Men are more variable than women: they tend to have extreme social, risk and time preferences

Men are more variable than women: they tend to have extreme social, risk and time preferences

On some measures, men and women differ on average, but what appears to be is that men tend to be more variable than women , that is, they have more individuals at each extreme.

A new study evidence specifically suggests greater male variability in time, risk, and social preferences.

Variability hypothesis

The male variability hypothesis states that males show greater variability in most traits than females. Sex differences in variability are present in many abilities and traits, including physical, psychological, and genetic. It is not only found in humans, but also in other sexually selected species.

This occurs, for example, with intelligence: women have a higher average IQ, but among men there are individuals with lower IQ but also higher IQ. The neurophysiologist at the University of Oxford, Susan Greenfield , points out that in the statistics, above 145 points , generally only one woman appears for every eight men .

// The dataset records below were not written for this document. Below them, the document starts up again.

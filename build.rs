use spirv_builder::{MetadataPrintout, SpirvBuilder};

const SHADER_CRATE: &str = "shader";
const SHADER_TARGET: &str = "spirv-unknown-spv1.5";

fn main() -> Result<(), Box<dyn std::error::Error>> {
    // Kernels compile the shared crate's algorithms, so edits there rebuild the module too.
    println!("cargo:rerun-if-changed=shared/src");
    println!("cargo:rerun-if-changed={SHADER_CRATE}/src");

    SpirvBuilder::new(SHADER_CRATE, SHADER_TARGET)
        .print_metadata(MetadataPrintout::Full)
        .relax_struct_store(true)
        .relax_logical_pointer(true)
        .build()?;
    Ok(())
}
use pathtracer_shared::glam::{Mat3, Mat4, Quat, Vec3};
use pathtracer_shared::CameraUniform;
use winit::event::{ElementState, MouseButton};

/// Input handling state
#[derive(Default)]
pub struct InputState {
    mouse_pressed: bool,
    last_mouse_pos: Option<(f64, f64)>,
}

impl InputState {
    pub fn new() -> Self {
        Self::default()
    }

    /// Handle mouse input events
    pub fn handle_mouse_input(&mut self, button: MouseButton, button_state: ElementState) {
        if button == MouseButton::Left {
            self.mouse_pressed = button_state == ElementState::Pressed;
        }
    }

    /// Handle cursor movement and return camera rotation delta if mouse is pressed
    pub fn handle_cursor_moved(&mut self, position: winit::dpi::PhysicalPosition<f64>) -> Option<(f64, f64)> {
        let delta = match (self.mouse_pressed, self.last_mouse_pos) {
            (true, Some((x, y))) => Some((position.x - x, position.y - y)),
            _ => None,
        };
        self.last_mouse_pos = Some((position.x, position.y));
        delta
    }
}

/// Free-fly camera: yaw and pitch from mouse drags, WASD translation
///
/// Produces the camera-to-world transform the renderer's camera record is derived from.
#[derive(Copy, Clone, Debug, PartialEq)]
pub struct CameraController {
    pub position: Vec3,
    pub yaw: f32,
    pub pitch: f32,
    pub fov: f32,
    pub near: f32,
    pub far: f32,
}

impl CameraController {
    pub const ROTATE_SENSITIVITY: f32 = 0.005;
    pub const MOVE_SPEED: f32 = 0.1;
    pub const PITCH_CLAMP: f32 = 1.5;

    /// Controller reproducing `camera`'s position and view direction.
    pub fn from_uniform(camera: &CameraUniform) -> Self {
        let forward = camera.forward_vec();
        Self {
            position: camera.position_vec(),
            yaw: (-forward.x).atan2(-forward.z),
            pitch: forward.y.clamp(-1.0, 1.0).asin(),
            fov: camera.fov,
            near: camera.near,
            far: camera.far,
        }
    }

    /// Apply camera rotation based on mouse delta
    pub fn rotate(&mut self, delta_x: f64, delta_y: f64) {
        self.yaw -= delta_x as f32 * Self::ROTATE_SENSITIVITY;
        self.pitch = (self.pitch - delta_y as f32 * Self::ROTATE_SENSITIVITY).clamp(-Self::PITCH_CLAMP, Self::PITCH_CLAMP);
    }

    /// Apply camera movement along the view direction and its right axis
    pub fn translate(&mut self, forward: f32, right: f32) {
        let rotation = self.rotation();
        self.position += rotation * (-Vec3::Z) * forward * Self::MOVE_SPEED;
        self.position += rotation * Vec3::X * right * Self::MOVE_SPEED;
    }

    fn rotation(&self) -> Mat3 {
        Mat3::from_quat(Quat::from_rotation_y(self.yaw) * Quat::from_rotation_x(self.pitch))
    }

    pub fn transform(&self) -> Mat4 {
        Mat4::from_rotation_translation(
            Quat::from_rotation_y(self.yaw) * Quat::from_rotation_x(self.pitch),
            self.position,
        )
    }

    pub fn uniform(&self) -> CameraUniform {
        CameraUniform::from_transform(self.transform(), self.fov, self.near, self.far)
    }
}
use pathtracer_shared::reduce::{reduce_bounds_block, reduce_points_block};
use pathtracer_shared::{Aabb, ReduceParams};
use spirv_std::glam::UVec3;
use spirv_std::spirv;

/// First level: fold raw vertex positions into one box per block.
#[spirv(compute(threads(64)))]
pub fn reduce_points_cs(
    #[spirv(global_invocation_id)] id: UVec3,
    #[spirv(storage_buffer, descriptor_set = 0, binding = 0)] positions: &[f32],
    #[spirv(storage_buffer, descriptor_set = 0, binding = 1)] output: &mut [Aabb],
    #[spirv(push_constant)] params: &ReduceParams,
) {
    let block = id.x;
    if block >= params.output_len {
        return;
    }
    output[block as usize] = reduce_points_block(positions, params.input_len, block, params.block_size);
}

/// Later levels: fold the previous level's boxes.
#[spirv(compute(threads(64)))]
pub fn reduce_bounds_cs(
    #[spirv(global_invocation_id)] id: UVec3,
    #[spirv(storage_buffer, descriptor_set = 0, binding = 0)] input: &[Aabb],
    #[spirv(storage_buffer, descriptor_set = 0, binding = 1)] output: &mut [Aabb],
    #[spirv(push_constant)] params: &ReduceParams,
) {
    let block = id.x;
    if block >= params.output_len {
        return;
    }
    output[block as usize] = reduce_bounds_block(input, params.input_len, block, params.block_size);
}
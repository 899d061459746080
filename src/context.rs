use log::{info, warn};
use pathtracer_shared::PathTracerConfig;

use crate::config::RenderConfig;
use crate::error::{RenderError, Result};

/// Adapter, device and queue shared by the renderer and the presenter
pub struct GpuContext {
    pub instance: wgpu::Instance,
    pub adapter: wgpu::Adapter,
    pub device: wgpu::Device,
    pub queue: wgpu::Queue,
    pub features: wgpu::Features,
}

impl GpuContext {
    /// Features every kernel depends on.
    pub const REQUIRED_FEATURES: wgpu::Features = wgpu::Features::PUSH_CONSTANTS;

    fn create_instance() -> wgpu::Instance {
        wgpu::Instance::new(wgpu::InstanceDescriptor {
            backends: wgpu::Backends::all(),
            ..Default::default()
        })
    }

    /// Headless context for offline rendering and tests.
    pub async fn new(config: &RenderConfig) -> Result<Self> {
        Self::request(Self::create_instance(), None, config).await
    }

    /// Context whose adapter can present to `window`.
    pub async fn with_window(window: &winit::window::Window, config: &RenderConfig) -> Result<(Self, wgpu::Surface)> {
        let instance = Self::create_instance();
        let surface = unsafe { instance.create_surface(window) }?;
        let context = Self::request(instance, Some(&surface), config).await?;
        Ok((context, surface))
    }

    async fn request(
        instance: wgpu::Instance,
        compatible_surface: Option<&wgpu::Surface>,
        config: &RenderConfig,
    ) -> Result<Self> {
        let adapter = instance
            .request_adapter(&wgpu::RequestAdapterOptions {
                power_preference: config.power_preference,
                compatible_surface,
                force_fallback_adapter: false,
            })
            .await
            .ok_or(RenderError::NoAdapter)?;

        let info = adapter.get_info();
        info!("Using adapter {} ({:?}, {:?})", info.name, info.device_type, info.backend);

        let available = adapter.features();
        if !available.contains(Self::REQUIRED_FEATURES) {
            return Err(RenderError::MissingFeatures(Self::REQUIRED_FEATURES - available));
        }

        let mut features = Self::REQUIRED_FEATURES;
        if config.debug {
            if available.contains(wgpu::Features::TIMESTAMP_QUERY) {
                features |= wgpu::Features::TIMESTAMP_QUERY;
            } else {
                warn!("Adapter has no timestamp queries; pass timings will be reported as zero");
            }
        }

        let (device, queue) = adapter
            .request_device(
                &wgpu::DeviceDescriptor {
                    label: Some("Path Tracer Device"),
                    features,
                    limits: wgpu::Limits {
                        max_push_constant_size: PathTracerConfig::MAX_PUSH_CONSTANT_SIZE,
                        max_storage_buffers_per_shader_stage: PathTracerConfig::MAX_STORAGE_BUFFERS_PER_STAGE,
                        ..Default::default()
                    },
                },
                None,
            )
            .await?;

        Ok(Self {
            instance,
            adapter,
            device,
            queue,
            features,
        })
    }

    pub fn has_timestamps(&self) -> bool {
        self.features.contains(wgpu::Features::TIMESTAMP_QUERY)
    }

    /// Compiled shader crate, one module holding every entry point.
    pub fn shader_module(&self) -> wgpu::ShaderModule {
        let shader_binary = include_bytes!(env!("shader.spv"));
        self.device.create_shader_module(wgpu::ShaderModuleDescriptor {
            label: Some("Shader Module"),
            source: wgpu::util::make_spirv(shader_binary),
        })
    }
}
//! Line-list geometry of the tree's boxes for debug overlays.

use crate::{Aabb, BvhNode, CameraUniform, PathTracerConfig};
use bytemuck::{Pod, Zeroable};
use glam::{Mat4, Vec4};

/// Vertices written per node: 12 edges, two endpoints each.
pub const LINE_VERTICES: usize = PathTracerConfig::LINE_VERTICES_PER_NODE as usize;

/// Number of parent links between `node` and the root.
pub fn node_level(nodes: &[BvhNode], node: u32) -> u32 {
    let mut level = 0;
    let mut current = node;
    while current != 0 {
        current = nodes[current as usize].parent;
        level += 1;
    }
    level
}

/// Whether a box at depth `level` is drawn when the overlay targets `target`: only that level,
/// or that level and every shallower one with `show_parents`.
pub fn level_visible(level: u32, target: u32, show_parents: bool) -> bool {
    if show_parents {
        level <= target
    } else {
        level == target
    }
}

/// Settings and camera of the BVH line overlay, read by both overlay shader stages
#[derive(Copy, Clone, Debug, PartialEq, Pod, Zeroable)]
#[repr(C)]
pub struct LineOverlay {
    pub view: Mat4,
    pub projection: Mat4,
    pub color: Vec4,
    pub level: u32,
    pub show_parents: u32,
    /// Size of the traced depth image the fragments compare against.
    pub width: u32,
    pub height: u32,
}

impl LineOverlay {
    pub const DEFAULT_COLOR: [f32; 4] = [0.25, 0.9, 0.25, 0.3];
    pub const DEFAULT_LEVEL: u32 = 5;

    /// Same overlay seen from `camera` over a `width` by `height` image.
    pub fn with_camera(self, camera: &CameraUniform, width: u32, height: u32) -> Self {
        Self {
            view: camera.view_matrix(),
            projection: camera.projection_matrix(width, height),
            width,
            height,
            ..self
        }
    }

    pub fn shows(&self, level: u32) -> bool {
        level_visible(level, self.level, self.show_parents != 0)
    }

    /// Depth image texel under the fragment at `(x, y)`, clamped to the image.
    pub fn texel(&self, x: f32, y: f32) -> (u32, u32) {
        let max_x = if self.width > 0 { self.width - 1 } else { 0 };
        let max_y = if self.height > 0 { self.height - 1 } else { 0 };
        ((x.max(0.0) as u32).min(max_x), (y.max(0.0) as u32).min(max_y))
    }
}

impl Default for LineOverlay {
    fn default() -> Self {
        Self {
            view: Mat4::IDENTITY,
            projection: Mat4::IDENTITY,
            color: Vec4::from_array(Self::DEFAULT_COLOR),
            level: Self::DEFAULT_LEVEL,
            show_parents: 1,
            width: 0,
            height: 0,
        }
    }
}

fn swap_axis(a: &mut [f32; 4], b: &mut [f32; 4], axis: usize) {
    let t = a[axis];
    a[axis] = b[axis];
    b[axis] = t;
}

/// The three edges leaving corner `lo`, written at `out[*cursor..]`.
fn corner_edges(lo: &mut [f32; 4], hi: &mut [f32; 4], out: &mut [Vec4; LINE_VERTICES], cursor: &mut usize) {
    let mut axis = 0;
    while axis < 3 {
        out[*cursor] = Vec4::from_array(*lo);
        *cursor += 1;
        swap_axis(lo, hi, axis);
        out[*cursor] = Vec4::from_array(*lo);
        *cursor += 1;
        swap_axis(lo, hi, axis);
        axis += 1;
    }
}

/// Endpoints of the 12 box edges, walking the four corners that together touch every edge once.
pub fn box_lines(aabb: &Aabb) -> [Vec4; LINE_VERTICES] {
    let mut lo = [aabb.min[0], aabb.min[1], aabb.min[2], 1.0];
    let mut hi = [aabb.max[0], aabb.max[1], aabb.max[2], 1.0];
    let mut out = [Vec4::ZERO; LINE_VERTICES];
    let mut cursor = 0;

    corner_edges(&mut lo, &mut hi, &mut out, &mut cursor);

    swap_axis(&mut lo, &mut hi, 0);
    swap_axis(&mut lo, &mut hi, 2);
    corner_edges(&mut lo, &mut hi, &mut out, &mut cursor);

    swap_axis(&mut lo, &mut hi, 1);
    swap_axis(&mut lo, &mut hi, 2);
    corner_edges(&mut lo, &mut hi, &mut out, &mut cursor);

    swap_axis(&mut lo, &mut hi, 0);
    swap_axis(&mut lo, &mut hi, 2);
    corner_edges(&mut lo, &mut hi, &mut out, &mut cursor);

    out
}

A new study adds to those that already exist regarding this hypothesis. In a meta-analysis of experimental economics studies with more than 50,000 individuals in 97 samples, convergent evidence was found that men are more likely to have extreme time, risk, and social preferences, while women are more likely to have extreme weather preferences. moderate. In some cases, greater male variability was found in addition to mean differences; in some cases, only greater male variability .

These findings suggest that theories of gender differences are incomplete if they do not consider how the complex interplay of differences between genders and variability within gender determines options and differential outcomes between women and men:

We found that men were much more likely than women to be at the extreme ends of the behavioral spectrum, either acting very selfish or very altruistic, very trusting or very suspicious, very fair or very unfair, very risky or very reluctant to do so. risk and were focused on the very short or very long term.

These gender differences in variability are difficult to detect in research focused on gender differences in average behaviors. This is why they have been overlooked in most previous research, which traditionally focused on mean gender differences rather than range of behaviors. However, we must look at the differences in extreme behaviors to understand what might be driving those outliers .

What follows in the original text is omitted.